I collaborate with research groups at the Wellcome Trust Sanger Institute, the University of Cambridge, UCL and the German Cancer Research Center (DKFZ).

Jürg Bähler lab: Genome Regulation

Current Group Members

Professor Jürg Bähler (group leader)
Antonia Lock
María Rodríguez-López
Michal Malecki
Leanne Grech
Mimoza (Mimi) Hoti

The Bähler laboratory studies genome regulation during cellular quiescence, ageing and stress response using fission yeast as a model system. We apply multiple genetic, computational and genome-wide approaches for systems-level understanding of regulatory processes and complex relationships between genotype, phenotype, and environment, including roles of genome variation and evolution, transcriptome regulation, and non-coding RNAs.
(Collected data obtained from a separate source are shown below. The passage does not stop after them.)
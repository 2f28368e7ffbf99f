//! Dot-delimited CMI paths
//!
//! Every path that reaches the CMI tree goes through [`CmiPath::parse`], which
//! is where the unsafe-key guard lives. Content packages are third-party code
//! and their `SetValue` arguments are untrusted.

use std::fmt;
use thiserror::Error;

/// Segments that are never created or written in a CMI tree
pub const UNSAFE_KEYS: [&str; 3] = ["__proto__", "constructor", "prototype"];

/// Path rejection reasons
#[derive(Debug, Clone, PartialEq, Eq, Error)]
pub enum PathError {
    #[error("empty CMI path")]
    Empty,

    #[error("empty segment in CMI path '{0}'")]
    EmptySegment(String),

    #[error("unsafe segment '{segment}' in CMI path '{path}'")]
    UnsafeSegment { path: String, segment: String },

    #[error("CMI path '{0}' descends through a value")]
    ThroughLeaf(String),

    #[error("CMI path '{0}' names a group, not a value")]
    ReplacesBranch(String),
}

/// Returns true for segments on the unsafe-key blocklist
pub fn is_unsafe_segment(segment: &str) -> bool {
    UNSAFE_KEYS.contains(&segment)
}

/// A validated CMI path such as `cmi.core.lesson_status`
#[derive(Debug, Clone, PartialEq, Eq, Hash)]
pub struct CmiPath {
    raw: String,
}

impl CmiPath {
    /// Parse and validate a dot-delimited path
    pub fn parse(raw: &str) -> Result<Self, PathError> {
        if raw.is_empty() {
            return Err(PathError::Empty);
        }

        for segment in raw.split('.') {
            if segment.is_empty() {
                return Err(PathError::EmptySegment(raw.to_string()));
            }
            if is_unsafe_segment(segment) {
                return Err(PathError::UnsafeSegment {
                    path: raw.to_string(),
                    segment: segment.to_string(),
                });
            }
        }

        Ok(Self {
            raw: raw.to_string(),
        })
    }

    pub fn as_str(&self) -> &str {
        &self.raw
    }

    pub fn segments(&self) -> impl Iterator<Item = &str> {
        self.raw.split('.')
    }

    /// Last segment (the leaf name)
    pub fn leaf(&self) -> &str {
        self.raw.rsplit('.').next().unwrap_or(&self.raw)
    }
}

impl fmt::Display for CmiPath {
    fn fmt(&self, f: &mut fmt::Formatter<'_>) -> fmt::Result {
        f.write_str(&self.raw)
    }
}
Mark Thomas lab: Molecular and Cultural Evolution

Current Group Members

Professor Mark Thomas (group leader)
Dr Yoan Diekmann (Research Associate)
Adrian Timpson (PhD student / Research Associate)
Catherine Walker (PhD student)
Stuart Peters (PhD Student)

We are interested the evolutionary processes that shape patterns of modern and ancient human molecular and cultural variation. We use computer simulation and statistical modelling to make inferences from genetic data – including ancient DNA – and archaeological information, on processes such as past migrations and dispersals, natural selection – particularly in response to changes in diet and infectious disease loads – and how demographic factors shape cultural evolution.

Francois Balloux lab: Pathogen Population Genomics

Current Group Members


Dr Francois Balloux (group leader)Dr Vegard Eldholm
Dr Rhys Farrer Dr Matteo Fumagalli
Dr Stephen Price Dr Thibaut Jombart
Dr Lucy van DorpDr Florent Lassalle
Javier MendozaDr Adrien Rieux
Liam Shaw Dr Ben Sobkowiak
William LeungDr Alethea Wang
Hongbin ChenDr Lucy Weinert

Our primary interest is in the use of genomic data to reconstruct infectious disease outbreaks and epidemics in humans, domesticated and wild animals. We address a variety of question ranging from reconstructing transmission chains (i.e. who infected whom) in a hospital ward to describing global epidemics, past and present. This research is directly linked to our interest in the emergence, maintenance and control of antibiotic resistance. We also have an interest in human genetics, particularly in the context of resistance and susceptibility to infectious diseases.

Dave Curtis lab: Psychiatric and Statistical Genetics

Dr Dave Curtis

I develop and apply new methods of statistical analysis to diseases with complex modes of inheritance, in particular schizophrenia and bipolar disorder. I am focussing on methods appropriate for dealing with next generation sequence data produced from large case-control cohorts. I am especially working on techniques to apply weighted burden analysis, which seeks to detect whether rare variants with predicted functional effects are enriched among cases.

Julie Bertrand lab: Quantitative Clinical Pharmacogenetics

Current Group Members

Dr Julie Bertrand (group leader)
Camille Couffignal
Philippine Eloy
Minh Le
Dr Florence Loingeville
Francois Riglet

The increasing body of data available in biomedicine makes it crucial to develop and to use adequate biological and statistical models for their analysis. Quantitative clinical pharmacology is based on the development of semi-physiological models of drug response(s) in order to improve drug development and drug personalization. Therefore, we apply and propose a model-based approach to the analysis of genetic and drug response data, with a focus on chronic diseases such as HIV, multiple sclerosis or bipolar disorders. 

Vincent Plagnol lab: Statistical Genetics

Current Group Members

Dr Vincent Plagnol (group leader)
Claire Tkacz
Seth Jarvis
Jack Humphrey

My research group lies at the intersection between genetics, statistics and bioinformatics. We use the vast amount of data generated by high throughput, genome-wide technologies to provide insights into the mechanism of complex disorders with a particular focus on neuro-degenerative, in collaboration with the UCL Institute of Neurology. Another disease area of interest is auto-immune and inflammatory disease, for which we leverage RNA-Seq studies to understand their molecular basis.